Stored data
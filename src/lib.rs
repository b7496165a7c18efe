//! flexmem: per-user memory storage with compact encoding and versioned
//! schema migrations.
//!
//! # Architecture
//!
//! - **Codec**: reversible key-alias, positional-array and minification
//!   stages (`codec`).
//! - **Backends**: one adapter per datastore family behind
//!   [`memory::MemoryBackend`], chosen once from [`StoreConfig`].
//! - **Facade**: [`MemoryStore`] validates, encodes, bounds every call with a
//!   timeout and decodes on the way out.
//! - **Migrations**: [`migrations::MigrationManager`] versions the relational
//!   schema out-of-band.

pub mod codec;
pub mod config;
pub mod error;
pub mod memory;
pub mod migrations;

pub use codec::CodecError;
pub use config::{BackendConfig, BackendKind, OptimizationConfig, StoreConfig};
pub use error::{MemoryError, Result};
pub use memory::MemoryStore;
pub use migrations::MigrationManager;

→ **How to complete this task**:
Please retype the data exactly as it stands, from its first line down to the line that contains "positional-array and minification", then stop.

→ **Exercise output**:
filename src/lib.rs
repository b7496165a7c18efe
//! flexmem: per-user memory storage with compact encoding and versioned
//! schema migrations.
//!
//! # Architecture
//!
//! - **Codec**: reversible key-alias, positional-array and minification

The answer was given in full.